---------- RECORD EXTRACTS ----------

#[async_trait]
impl ExchangeAdapter for FakeExchange {
    fn exchange_id(&self) -> &str {
        EXCHANGE
    }

    async fn fetch_balance(&self, _credential: &PlaintextCredential) -> Result<AccountBalance, ExchangeError> {
        self.calls.lock().unwrap().push("fetch_balance");
        Ok(*self.balance.lock().unwrap())
    }

    async fn fetch_symbol_rules(&self, _symbol: &str) -> Result<SymbolRules, ExchangeError> {
        self.calls.lock().unwrap().push("fetch_symbol_rules");
        Ok(self.rules)
    }

    async fn fetch_mark_price(&self, _symbol: &str) -> Result<f64, ExchangeError> {
        self.calls.lock().unwrap().push("fetch_mark_price");
        Ok(*self.mark_price.lock().unwrap())
    }

    async fn set_leverage(&self, _credential: &PlaintextCredential, _symbol: &str, _leverage: u32) -> Result<(), ExchangeError> {
        self.calls.lock().unwrap().push("set_leverage");
        Ok(())
    }

    async fn submit_market(
        &self,
        _credential: &PlaintextCredential,
        _symbol: &str,
        _side: dispatch_engine::ports::OrderSide,
        quantity: f64,
        _reduce_only: bool,
    ) -> Result<MarketFillResult, ExchangeError> {
        self.calls.lock().unwrap().push("submit_market");
        let price = *self.mark_price.lock().unwrap();
        Ok(MarketFillResult { order_id: self.next_order_id(), fill_price: price, filled_qty: quantity })
    }

    async fn submit_reduce_order(
        &self,
        _credential: &PlaintextCredential,
        _symbol: &str,
        _side: dispatch_engine::ports::OrderSide,
        _quantity: f64,
        _trigger_price: f64,
        kind: ReduceOrderKind,
    ) -> Result<ReduceOrderResult, ExchangeError> {
        if kind == ReduceOrderKind::StopLoss {
            let mut flag = self.fail_next_stop_loss.lock().unwrap();
            if *flag {
                *flag = false;
                self.calls.lock().unwrap().push("submit_reduce_order_rejected");
                return Err(ExchangeError::ExchangeReject { code: "rejected".into(), message: "stop-loss rejected".into() });
            }
        }
        self.calls.lock().unwrap().push("submit_reduce_order");
        Ok(ReduceOrderResult { order_id: self.next_order_id() })
    }

    async fn cancel_order(&self, _credential: &PlaintextCredential, _symbol: &str, _order_id: &str) -> Result<(), ExchangeError> {
        self.calls.lock().unwrap().push("cancel_order");
        Ok(())
    }

    async fn fetch_position(&self, _credential: &PlaintextCredential, _symbol: &str) -> Result<Option<ExchangePositionSnapshot>, ExchangeError> {
        self.calls.lock().unwrap().push("fetch_position");
        Ok(*self.position_on_exchange.lock().unwrap())
    }
}

struct FakeRateLimiter;

#[async_trait]
impl RateLimiter for FakeRateLimiter {
    async fn acquire(&self, _exchange_id: &str, _credential_id: &str, _weight: u32) {}
}

#[derive(Default)]
struct FakeNotificationSink {
    sent: Mutex<Vec<(String, String)>>,
}

#[async_trait]
impl NotificationSink for FakeNotificationSink {
    fn name(&self) -> &str {
        "fake"
    }

    async fn send(&self, subject: &str, body: &str) -> anyhow::Result<()> {
        self.sent.lock().unwrap().push((subject.to_string(), body.to_string()));
        Ok(())
    }
}

/// Everything a scenario needs: a real in-memory database behind every
/// persistence port, a fake exchange, and the two services under test.
struct Env {
    db: Arc<Database>,
    credential_store: Arc<AesGcmCredentialStore>,
    exchange: Arc<FakeExchange>,
    notifications: Arc<FakeNotificationSink>,
    engine: ExecutionEngine,
    supervisor: PositionSupervisor,
}

async fn master_key() -> String {
    use base64::Engine;
    base64::engine::general_purpose::STANDARD.encode([9u8; 32])
}

async fn new_env(balance: f64, mark_price: f64) -> Env {
    new_env_with_extra_sinks(balance, mark_price, vec![]).await
}

/// Like `new_env`, but lets a scenario add extra notification sinks (e.g. a
/// sink that fails on every call) alongside the always-present
/// `FakeNotificationSink`.
async fn new_env_with_extra_sinks(balance: f64, mark_price: f64, extra_sinks: Vec<Arc<dyn NotificationSink>>) -> Env {
    let db = Arc::new(Database::new("sqlite::memory:").await.unwrap());
    let credential_store = Arc::new(AesGcmCredentialStore::new(db.clone(), &master_key().await).unwrap());
    let exchange = Arc::new(FakeExchange::new(balance, mark_price));
    let notifications = Arc::new(FakeNotificationSink::default());
    let locks = Arc::new(PositionLockRegistry::new());

    let mut exchanges: HashMap<String, Arc<dyn ExchangeAdapter>> = HashMap::new();
    exchanges.insert(EXCHANGE.to_string(), exchange.clone());

    let mut all_sinks: Vec<Arc<dyn NotificationSink>> = vec![notifications.clone()];
    all_sinks.extend(extra_sinks);

    let engine = ExecutionEngine {
        signals: db.clone(),
        subscribers: db.clone(),
        credentials: db.clone(),
        credential_store: credential_store.clone(),
        attempts: db.clone(),
        positions: db.clone(),
        audit_log: db.clone(),
        notifications: all_sinks.clone(),
        exchanges: exchanges.clone(),
        rate_limiter: Arc::new(FakeRateLimiter),
        position_locks: locks.clone(),
        fan_out_concurrency: 4,
        global_defaults: PartialTradingParams::default(),
    };

    let supervisor = PositionSupervisor {
        positions: db.clone(),
        subscribers: db.clone(),
        credentials: db.clone(),
        credential_store: credential_store.clone(),
        balance_snapshots: db.clone(),
        audit_log: db.clone(),
        notifications: vec![notifications.clone()],
        exchanges,
        rate_limiter: Arc::new(FakeRateLimiter),
        position_locks: locks,
    };

    Env { db, credential_store, exchange, notifications, engine, supervisor }
}

fn default_params() -> TradingParams {
    TradingParams {
        risk_fraction: 0.02,
        leverage: 10,
        tp_percent: 5.0,
        sl_percent: 2.0,
        max_concurrent_positions: 3,
        dca: None,
        trailing_stop: None,
        daily_loss_cutoff_percent: None,
    }
}

async fn insert_subscriber(db: &Database, id: &str, params: TradingParams) {
    let subscriber = Subscriber {
        id: id.to_string(),
        role: SubscriberRole::ReceivesSignals,
        active: true,
        subscription_expires_at: Utc::now() + chrono::Duration::days(30),
        params,
        guardrail_paused_until: None,
        strategy_subscriptions: vec![],
    };
    SubscriberRepository::save(db, &subscriber).await.unwrap();
}

/// Stores an approved, active credential for `subscriber_id` on `EXCHANGE`
/// and returns its id.
async fn insert_approved_credential(env: &Env, subscriber_id: &str) -> String {
    let credential = env
        .credential_store
        .put(subscriber_id, EXCHANGE, PlaintextCredential { api_key: "k".into(), api_secret: "s".into(), passphrase: None })
        .await
        .unwrap();
    sqlx::query("UPDATE credentials SET status = 'approved' WHERE id = ?").bind(&credential.id).execute(&env.db.pool).await.unwrap();
    credential.id
}

fn long_signal(symbol: &str) -> Signal {
    Signal {
        signal_id: uuid::Uuid::new_v4().to_string(),
        strategy_id: None,
        symbol: symbol.to_string(),
        action: SignalAction::Long,
        overrides: PartialTradingParams::default(),
        received_at: Utc::now(),
        status: SignalStatus::Received,
    }
}

fn close_signal(symbol: &str) -> Signal {
    Signal { action: SignalAction::Close, ..long_signal(symbol) }
}

#[tokio::test]
async fn happy_path_two_subscribers_fan_out() {
    let env = new_env(1000.0, 60000.0).await;
    insert_subscriber(&env.db, "sub-a", default_params()).await;
    insert_subscriber(&env.db, "sub-b", default_params()).await;
    insert_approved_credential(&env, "sub-a").await;
    insert_approved_credential(&env, "sub-b").await;

    let signal = long_signal("BTCUSDT");
    SignalRepository::insert_if_new(env.db.as_ref(), &signal).await.unwrap();
    env.engine.execute_signal(&signal.signal_id).await.unwrap();

    for sub in ["sub-a", "sub-b"] {
        let key = PositionKey { subscriber_id: sub.to_string(), exchange_id: EXCHANGE.to_string(), symbol: "BTCUSDT".to_string() };
        let position = PositionRepository::find_open(env.db.as_ref(), &key).await.unwrap().expect("position should be open");
        assert_eq!(position.side, PositionSide::Long);
        assert!(position.quantity > 0.0);
        assert_eq!(position.entry_price, 60000.0);

        let attempt = env.engine.attempts.find(&signal.signal_id, sub).await.unwrap().unwrap();
        assert_eq!(attempt.outcome, AttemptOutcome::Filled);
    }
}

#[tokio::test]
async fn a_failing_notification_sink_does_not_block_execution() {
    struct FlakySink;

    #[async_trait]
    impl NotificationSink for FlakySink {
        fn name(&self) -> &str {
            "flaky"
        }
        async fn send(&self, _subject: &str, _body: &str) -> anyhow::Result<()> {
            Err(anyhow::anyhow!("webhook endpoint unreachable"))
        }
    }

    let env = new_env_with_extra_sinks(1000.0, 60000.0, vec![Arc::new(FlakySink)]).await;
    insert_subscriber(&env.db, "sub-a", default_params()).await;
    insert_approved_credential(&env, "sub-a").await;

    let signal = long_signal("BTCUSDT");
    SignalRepository::insert_if_new(env.db.as_ref(), &signal).await.unwrap();
    env.engine.execute_signal(&signal.signal_id).await.unwrap();

    let key = PositionKey { subscriber_id: "sub-a".to_string(), exchange_id: EXCHANGE.to_string(), symbol: "BTCUSDT".to_string() };
    assert!(PositionRepository::find_open(env.db.as_ref(), &key).await.unwrap().is_some(), "one sink failing must not prevent the position from opening");
}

----------

=== THE TASK ===
Which lines in the records above hold the string "active"? Copy each of them.

=== SOLUTION FOR THIS PROBLEM ===
        active: true,
/// Stores an approved, active credential for `subscriber_id` on `EXCHANGE`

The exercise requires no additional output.